Des spectres tournoyant comme la feuille morte
Qui combattent, l’épée à la main, et qu’emporte
L’évanouissement du vent, mystérieux

ces deux v, ces trois s, cet ou qui ne compte presque pas, cet e perdu comme une lacune, cet i qui se jette dans la rime, tout cela passe et fuit si vite avec la rafale des consonnes que nous ne saurions dire exactement si le vers a douze syllabes ou une, et cependant, l’alexandrin tout entier se justifie à notre oreille, et s’il y manquait même cet atome qui est l’e muet du cinquième pied, nous le sentirions.

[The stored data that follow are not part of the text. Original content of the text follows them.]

//! Async facade over [`Storage`].
//!
//! The repository is what consumers hold. Writes and one-shot reads run on
//! Tokio's blocking pool; the list and average queries are exposed as
//! [`LiveView`]s that follow the store.

use std::collections::BTreeMap;
use std::sync::Arc;

use crate::error::Result;
use crate::flight::FlightRecord;
use crate::live::LiveView;
use crate::storage::{Storage, StorageStats};

/// Pass-through repository for flight records and their averages.
#[derive(Debug, Clone)]
pub struct FlightRepository {
    storage: Arc<Storage>,
}

impl FlightRepository {
    /// Wrap a shared storage instance.
    #[must_use]
    pub fn new(storage: Arc<Storage>) -> Self {
        Self { storage }
    }

    /// The underlying storage.
    #[must_use]
    pub fn storage(&self) -> &Arc<Storage> {
        &self.storage
    }

    async fn blocking<T, F>(&self, f: F) -> Result<T>
    where
        T: Send + 'static,
        F: FnOnce(&Storage) -> Result<T> + Send + 'static,
    {
        let storage = Arc::clone(&self.storage);
        tokio::task::spawn_blocking(move || f(&storage)).await?
    }

    /// Insert one flight, returning its assigned ID.
    ///
    /// # Errors
    ///
    /// Returns an error if the database operation fails.
    pub async fn insert(&self, flight: FlightRecord) -> Result<i64> {
        self.blocking(move |s| s.insert(&flight)).await
    }

    /// Insert a batch atomically, returning the assigned IDs.
    ///
    /// # Errors
    ///
    /// Returns an error if the database operation fails.
    pub async fn insert_many(&self, flights: Vec<FlightRecord>) -> Result<Vec<i64>> {
        self.blocking(move |s| s.insert_many(&flights)).await
    }

    /// Live list of every flight.
    ///
    /// # Errors
    ///
    /// Returns an error if the initial query fails.
    pub async fn all_flights(&self) -> Result<LiveView<Vec<FlightRecord>>> {
        LiveView::spawn("all_flights", Arc::clone(&self.storage), Storage::all_records).await
    }

    /// Live list of the flights with one flight number.
    ///
    /// # Errors
    ///
    /// Returns an error if the initial query fails.
    pub async fn flights_by_number(
        &self,
        flight_number: &str,
    ) -> Result<LiveView<Vec<FlightRecord>>> {
        let number = flight_number.to_string();
        LiveView::spawn(
            format!("flights_by_number({flight_number})"),
            Arc::clone(&self.storage),
            move |s: &Storage| s.records_by_flight_number(&number),
        )
        .await
    }

    /// Live map from flight number to average actual duration (ms).
    ///
    /// # Errors
    ///
    /// Returns an error if the initial query fails.
    pub async fn average_durations(&self) -> Result<LiveView<BTreeMap<String, i64>>> {
        LiveView::spawn(
            "average_durations",
            Arc::clone(&self.storage),
            Storage::average_durations,
        )
        .await
    }

    /// Average actual duration (ms) for one flight number; 0 if unknown.
    ///
    /// # Errors
    ///
    /// Returns an error if the database operation fails.
    pub async fn average_duration_for(&self, flight_number: &str) -> Result<i64> {
        let number = flight_number.to_string();
        self.blocking(move |s| s.average_duration_for(&number)).await
    }

    /// Storage statistics.
    ///
    /// # Errors
    ///
    /// Returns an error if the database operation fails.
    pub async fn stats(&self) -> Result<StorageStats> {
        self.blocking(Storage::stats).await
    }
}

Remplissez ce vers ; écrivez par exemple (je suppose une absurdité) :

L’évanouissement noir du typhon mystérieux

rien de ce qu’a voulu l’auteur ne subsiste plus. Vous obtenez une sonorité compacte, solide, équilibrée, qui ne serait bonne ni en prose ni en vers et qui détruit l’effet de la phrase. Mais encore doit-on faire sentir et pourtant voiler ces étranges syllabes que nous envions aux poëtes et que les actrices négligent trop souvent comme si elles les lisaient chez nous. Il ne faut ni les prononcer ni les omettre ; je ne me charge pas de m’expliquer plus clairement ; c’est affaire d’instinct et non d’étude ; mais cet instinct n’est pas inné chez tous les artistes, et quand je me souviens que depuis vingt ans nous entendons la sempiternelle Mlle D… vagir en scène, avec ces gestes de mains molles qui sont le caractère de sa grâce :

Tout c’que j’voyais m’semblait Curiace,
Tout c’qu’on m’disait m’parlait d’ses feux,

je comprends trop bien comment l’unanimité de ses camarades voudrait de tout cœur la conduire enfin sous les ombrages de Pont-aux-Dames…



La poësie (j’entends la poësie en vers) peut être considérée tour à tour comme moyen mnémotechnique ou comme jeu.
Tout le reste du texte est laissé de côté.